Unless there’s a quick and drastic turn for the better in Syria, the US may reach its moment of truth with Russia. If Washington is simply unable or unwilling to work with Moscow to resolve the conflict, it’s likely that our much-worsened relations with Russia will be irreparable for the foreseeable future. This would be the very worst of the many undesirable legacies President Obama passes on to his successor come November.
What happened between the ceasefire in Syria Secretary of State Kerry agreed on just 10 days ago with Sergei Lavrov, his Russian counterpart, and now? A week into the deal, it appears the agreement has done nothing but push the conflict to the very edge of chaos. Once again, nobody trusts anybody and everybody accuses everybody of violating terms of the ceasefire. The biggest blow to the prospects of success came Saturday when jets from the US–led coalition bombed a Syrian army base in Deir Ezzor, a city under siege by the Islamic State. The Syrian government reported 62 Syrian army casualties and 100 wounded, which Russian officials appear to confirm. This is hardly what Washington and Moscow want to present at the UN as the General Assembly opens this week in New York City. But the implications here run far deeper than poor cosmetics on a passing occasion.
Several other failures in the offing hang off that one [for the US]:
• Is the US proving impotent in the fight against the Islamic State? Making common cause with Russia, whose commitment to defeating ISIS is beyond question given the threat of Islamic extremism seeping across it borders, is the only plausible way to get the job done. If this is off the table, there’s no obvious next move.
• While Russia’s relations with Iran extend back centuries, Syria now shapes up as a catalyst for a rare closeness between Tehran and Moscow. This was signaled last month when Russian bombers launched sorties into Syria from an Iranian airfield. The supreme irony here: The Obama administration has long seen the Syria conflict as a chance to deprive Russia of its No. 1 ally in the region—hence its preoccupation with ousting the Assad government in Damascus even after ISIS suddenly emerged as a serious threat in mid–2014.
• Washington’s longstanding strategic ties with Turkey and Saudi Arabia are badly frayed due to differences over the right goals in Syria and how to achieve them. (Both are now making nice with Russia, to make matters worse.) If drift turns to rift in US relations with these two countries, the Obama administration’s clumsiness over the past several years will leave Moscow’s influence in the Middle East waxing as Washington’s wanes.

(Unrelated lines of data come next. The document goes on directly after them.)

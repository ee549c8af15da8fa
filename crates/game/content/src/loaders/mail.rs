//! Mail template loader.

use std::path::Path;

use menu_core::MailTemplate;
use serde::{Deserialize, Serialize};

use crate::loaders::{LoadResult, ensure_unique_ids, parse_ron, read_file};

/// Mail catalog structure for RON files. Dates are `"YYYY-MM-DD"` strings.
#[derive(Debug, Clone, Serialize, Deserialize)]
pub struct MailCatalog {
    pub messages: Vec<MailTemplate>,
}

/// Loader for mail templates from RON files.
pub struct MailLoader;

impl MailLoader {
    pub fn load(path: &Path) -> LoadResult<Vec<MailTemplate>> {
        Self::parse(&read_file(path)?)
    }

    pub fn parse(content: &str) -> LoadResult<Vec<MailTemplate>> {
        let catalog: MailCatalog = parse_ron(content, "mail catalog")?;
        ensure_unique_ids(&catalog.messages, |message| message.id, "mail message")?;
        Ok(catalog.messages)
    }
}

Doubts about the Kerry–Lavrov deal were widespread even as it was announced. What we have now are the worst of the worries coming to pass. At the moment, the US and Russia both appear to have failed to discipline their various local allies, as they are pledged to do. The London Daily Telegraph had a disturbing report Friday asserting (and showing with video) that US–backed militias had chased off just-dispatched American Special Forces amid a hail of throaty anti–American chants to the effect that all Muslims must unite against the West’s latest “crusade.”
But the truth as to what’s happening on the ground has never been murkier. Most reports of ceasefire violations—and there are dozens a day—are countered with contradicting reports. Example: Washington and the local militias it supports say the Syrian Arab Army, Assad’s force, hasn’t withdrawn from the road into Aleppo to allow relief convoys safe passage. Damascus and Moscow assert that this is because rebel militias refuse to retreat from their positions, as required in the Kerry–Lavrov agreement.
Maybe the two sides can’t bring the local forces they back into line and maybe they simply won’t. It isn’t going to matter if this ceasefire flops: The new reality will be that as Obama exits, relations between Moscow and Washington are too poisoned for them to partner even in the face of what’s now the worst crisis since the Cold War’s end. As to the last Saturday’s bombing of the Syrian base, we can’t listen to the Assad government, which asserts it was intentional. The US says it was an accident, while the Russians have requested an emergency Security Council meeting and are so far withholding judgment.
Regardless of how this shakes out, Washington just took a very big hit. On the ground, suspicions that the US has all along backed ISIS in its determination to overthrow Assad have spread like a California fire. Closer to home, we can’t flinch from a question that’s bitter enough to pose, never mind the answer. Friday’s bombing also feeds the conspiracy that the now-public breach between State and Defense (and specifically Secretary Kerry and Secretary Carter) is playing out on the ground. Was the attack, in other words, intended to scuttle Kerry’s arduous diplomatic efforts? If anything like this proves true, it will mark a new low of disunity in Obama’s ever-fractious foreign policy.
Here’s a question to ask already: Why has this president insisted on remaining ivory-tower aloof from so many pressing foreign policy matters—signally failing, in this case, to determine a clear, achievable Syria policy and then set it in motion? The flashpoint peril Syria has now become lies at the doorstep of the White House.